As a composer, it must be comforting to know that there are groups of musicians who specialise in your music. This is certainly the case for Steve Reich, who is still going strong in his 80th year and whose music continues to captivate. Two of his close collaborators, the Colin Currie Group and Synergy Vocals, teamed up for this all-Reich concert of music spanning almost four decades. A true pioneer of minimalist music, Reich has been hugely influential and has produced a new musical soundscape which still divides opinion. The beauty of his music, however, is in the different ways it can be experienced, whether it be in the stylistic facets of minimalism and all that it has to offer, or simply the overall effect of the music on the listener, the 'psychoacoustic' effect that so fascinated Reich.
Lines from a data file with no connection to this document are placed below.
//! Per-player state held inside a room.

use std::time::Instant;

use tokio::sync::mpsc;
use uuid::Uuid;

use crate::{dto::room::PlayerSummary, dto::ws::ServerMessage, game::TeamSide};

/// Outbound half of a player's socket.
pub type Outbound = mpsc::UnboundedSender<ServerMessage>;

/// Socket liveness of a seat.
#[derive(Debug)]
pub enum Connection {
    /// Live socket; messages are pushed through the sender.
    Online(Outbound),
    /// Socket gone; the seat survives until the grace expires.
    Offline {
        /// When the socket dropped.
        since: Instant,
    },
}

/// One player in a room, connected or within their reconnect grace.
#[derive(Debug)]
pub struct Player {
    /// Stable identity, also the key in the room's player map.
    pub id: Uuid,
    /// Display name, trimmed.
    pub name: String,
    /// Secret the client presents to reclaim this seat after a disconnect.
    pub session_token: Uuid,
    /// Seat; `None` for spectators.
    pub team: Option<TeamSide>,
    /// Lobby ready flag.
    pub ready: bool,
    /// Socket state.
    pub connection: Connection,
}

impl Player {
    /// Create a freshly connected player with a new session token.
    pub fn new(name: String, team: Option<TeamSide>, out: Outbound) -> Self {
        Self {
            id: Uuid::new_v4(),
            name,
            session_token: Uuid::new_v4(),
            team,
            ready: false,
            connection: Connection::Online(out),
        }
    }

    /// Whether the player's socket is live.
    pub fn is_connected(&self) -> bool {
        matches!(self.connection, Connection::Online(_))
    }

    /// Push a message to the player, silently dropping it when offline or
    /// when the socket just closed under us.
    pub fn send(&self, message: ServerMessage) {
        if let Connection::Online(out) = &self.connection {
            let _ = out.send(message);
        }
    }

    /// Client-safe projection.
    pub fn summary(&self, host: Uuid) -> PlayerSummary {
        PlayerSummary {
            id: self.id,
            name: self.name.clone(),
            team: self.team,
            ready: self.ready,
            connected: self.is_connected(),
            host: self.id == host,
        }
    }
}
Colin Currie Group © Chris Gloag
Colin Currie Group
© Chris Gloag

Now to the crux. Live performances of Reich's music have to be precise and committed. In this context, the Colin Currie Group and Synergy Vocals delivered in spades. Their knowledge and understanding of Reich's music as well as their dedication and enthusiasm was evident in this mesmerising performance of three totally absorbing pieces, each different in scale and tone.

The concert opened with the Colin Currie Group performing two of Reich's more recent works. Mallet Quartet (2009) is scored for two vibraphones and two marimbas. It is a single movement piece in three sections: fast, slow, fast. In the two outer sections, the marimbas provide a constant harmonic background, above which the vibraphones present more melodic material. The fascinating part of this piece, however, is the stark contrast in texture in the central slow section. Here, Reich introduces a much sparser landscape with notes used much more sparingly. He was concerned that this section might actually be "too thin", but it does provide an unexpected stillness and a meditative quality that counters the vigour of the faster sections. 

Quartet for two vibraphones and two pianos was written for the Colin Currie Group and was premiered in 2014. It is an ideal companion to the Mallet Quartet – both pieces have two pairs of instruments, have a fast-slow-fast structure and end with the instruments converging and dying away in the higher registers. However, the later quartet is more volatile and changeable, with an unsettled and chaotic feeling in the two faster sections. But like the 2009 Quartet, the more reflective slow section provides a peaceful contrast before returning to the agitation of the faster sections.

In both of these pieces, Currie's ensemble performed immaculately and with great virtuosity, striking a perfect balance between the musicians and showing how important it is for the performers to listen to each other in this type of music. The ensemble has a captivating stage presence and is clearly at one with the music. They were forceful and vibrant in the faster outer sections and played the middle sections with serenity and sensitivity.

After the interval, the Colin Currie Group joined forces with Synergy Vocals to produce a scintillating and masterful performance of Reich's great masterpiece, Music for 18 Musicians. This landmark piece marks a turning point in the composer's musical perspective in terms of scale and scoring, and its significance cannot be underestimated. This was the first piece Reich wrote for a larger ensemble, and, at about an hour long, it requires heavy concentration and stamina from the performers. The work is based around 11 chords, which form individual sections that merge imperceptibly into each other. But the lifeblood of this piece is in its 'pulses'. The combination of the human breath pulse coming from the voices and clarinets, producing a wave-like effect, and the recurrent, unrelenting pulse that runs throughout the piece in an unchanging tempo creates a rather hypnotic pattern.

The combined forces of the Colin Currie Group and Synergy Vocals produced an authoritative and quite exceptional performance. The togetherness of the extended ensemble was apparent, with the pure, non-vibrato voices complementing perfectly the luminous textures created by the instrumentalists. The signalling of the various changes in the music through nods and gestures and the hand-offs between performers as they switched instruments and took over from each other were impressive and seamless.

The fascination of this remarkable piece lies in how this music can appear both static and organic at the same time. The ensemble tackled the complex interactions between the various lines and the underlying harmonies with fluidity and panache, but, above all, created iridescent tones and a transcendental sheen. But the true revelation here is how such a structured, mechanistic approach can somehow create excitement and heightened emotions of joy and redemption. It is a bizarre conundrum, but it works, and, when performed in such superb style by these two ensembles, it is incredibly powerful.